Here, the proposal for the Ecodesign for Sustainable Products Regulation (ESPR) is a step in the right direction. The European Commission’s proposal from last year includes strong provisions on enforcement, including an obligation that Member States perform a minimum number of checks per product group and draw up a Market Surveillance Action Plan every two years. LightingEurope, together with a group of 21 other organisations, NGOs, and industry representatives, called for this level of ambition to be maintained in the final version of the legal text.

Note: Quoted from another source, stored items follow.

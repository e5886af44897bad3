#![allow(dead_code)]
// Shared fixtures for the gateway integration suites.

use std::path::PathBuf;
use std::sync::Arc;

use toolgate::audit::AuditLogger;
use toolgate::gateway::pdp::LocalPdp;
use toolgate::gateway::ToolGateway;
use toolgate::metrics::MetricsCollector;
use toolgate::policy::{PolicyData, PolicyMeta};
use toolgate::tools::docs::DocStore;
use toolgate::tools::http_mock::HttpMock;
use toolgate::tools::registry::ToolRegistry;
use toolgate::tools::tickets::TicketStore;
use toolgate::types::{Ablation, Baseline, RequestMeta, Taint, ToolCallRequest};

pub const CANARIES: [&str; 2] = ["CANARY_KEY_001", "CANARY_KEY_002"];

pub fn canaries() -> Vec<String> {
    CANARIES.iter().map(|c| (*c).to_owned()).collect()
}

/// A fully wired gateway over the embedded policy engine and mock adapter,
/// auditing into a temp file.
pub struct TestHarness {
    pub gateway: Arc<ToolGateway>,
    pub registry: Arc<ToolRegistry>,
    pub docs: Arc<DocStore>,
    pub metrics: Arc<MetricsCollector>,
    pub audit_path: PathBuf,
    _tmp: tempfile::TempDir,
}

impl TestHarness {
    pub fn audit_lines(&self) -> Vec<serde_json::Value> {
        let contents = std::fs::read_to_string(&self.audit_path).unwrap_or_default();
        contents
            .lines()
            .map(|line| serde_json::from_str(line).expect("audit line is valid json"))
            .collect()
    }
}

pub fn harness() -> TestHarness {
    let tmp = tempfile::tempdir().expect("tempdir");
    let audit_path = tmp.path().join("audit.jsonl");

    let docs = Arc::new(DocStore::new());
    let registry = Arc::new(ToolRegistry::new(
        docs.clone(),
        Arc::new(HttpMock::new()),
        Arc::new(TicketStore::new()),
    ));
    registry.set_allowed_domains(vec![
        "api.company.tld".to_owned(),
        "docs.company.tld".to_owned(),
    ]);
    registry.set_allowed_ticket_projects(vec!["SEC".to_owned(), "IT".to_owned()]);

    let metrics = Arc::new(MetricsCollector::new());
    let gateway = Arc::new(ToolGateway::new(
        registry.clone(),
        Arc::new(LocalPdp::new(PolicyData::default())),
        Arc::new(AuditLogger::new(&audit_path).expect("audit sink")),
        metrics.clone(),
        Arc::new(PolicyMeta {
            policy_id: "agent-policy".to_owned(),
            policy_version: "1.1.0".to_owned(),
            policy_hash: "f".repeat(64),
        }),
    ));

    TestHarness {
        gateway,
        registry,
        docs,
        metrics,
        audit_path,
        _tmp: tmp,
    }
}

pub fn meta_b3(taint: Taint, ablation: Ablation) -> RequestMeta {
    RequestMeta {
        baseline: Baseline::B3,
        scenario_id: Some("TEST".to_owned()),
        step: 1,
        correlation_id: "run-test".to_owned(),
        request_id: "req-test".to_owned(),
        taint,
        ablation,
    }
}

pub fn from_user() -> Taint {
    Taint {
        from_user: true,
        ..Taint::default()
    }
}

pub fn from_retrieved() -> Taint {
    Taint {
        from_retrieved: true,
        ..Taint::default()
    }
}

pub fn http_request(url: &str, taint: Taint, ablation: Ablation) -> ToolCallRequest {
    ToolCallRequest {
        tool: "http_get".to_owned(),
        args: serde_json::json!({"url": url}),
        meta: meta_b3(taint, ablation),
    }
}

pub fn ticket_request(project: &str, body: &str, taint: Taint, ablation: Ablation) -> ToolCallRequest {
    ToolCallRequest {
        tool: "create_ticket".to_owned(),
        args: serde_json::json!({"project": project, "title": "T", "body": body}),
        meta: meta_b3(taint, ablation),
    }
}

While LightingEurope applauds the ESPR’s enforcement efforts, this is a real opportunity to do more. The new legislation fails to rectify situations where traders are located outside of the EU and do not have an EU-based economic operator that can be held liable for the traders’ products and activities if they are non-compliant with design and information requirements.

This essentially leaves the door to the EU market wide open for non-compliant products coming from third-party countries. EU policymakers already missed the opportunity to address this issue in the recently adopted Digital Services Act and General Product Safety Regulation.

It is ludicrous to think that legislation allocates liability to offline actors but, when it comes to the online market, it is considered acceptable that the same level of liability doesn’t apply to non-EU-based actors. By doing so, the EU is basically saying that it is allowed to sell non-compliant products online. It cannot be that a complex and tight-knit framework for sustainable products in the EU is developed while none of these rules are enforced, leaving this one big gaping hole in the middle of EU regulatory fabric – we need to close this gap now.

We’re Going to Need a Bigger Patch

Fixing this legal loophole requires a big patch, and this can be started with the ESPR. An EU-based economic operator should be held liable for the compliance of products sold in the EU. Online marketplaces should also have distinct obligations to ensure that either traders selling on their platform meet ESPR requirements or that the traders demonstrate they have a liable economic operator registered in the EU.

LightingEurope strongly advocates for the better enforcement of EU rules. They call on EU policymakers to ensure that a robust framework is put in place in the final text to ensure that the EU reaches its sustainability objectives and provides a level-playing field on the EU market.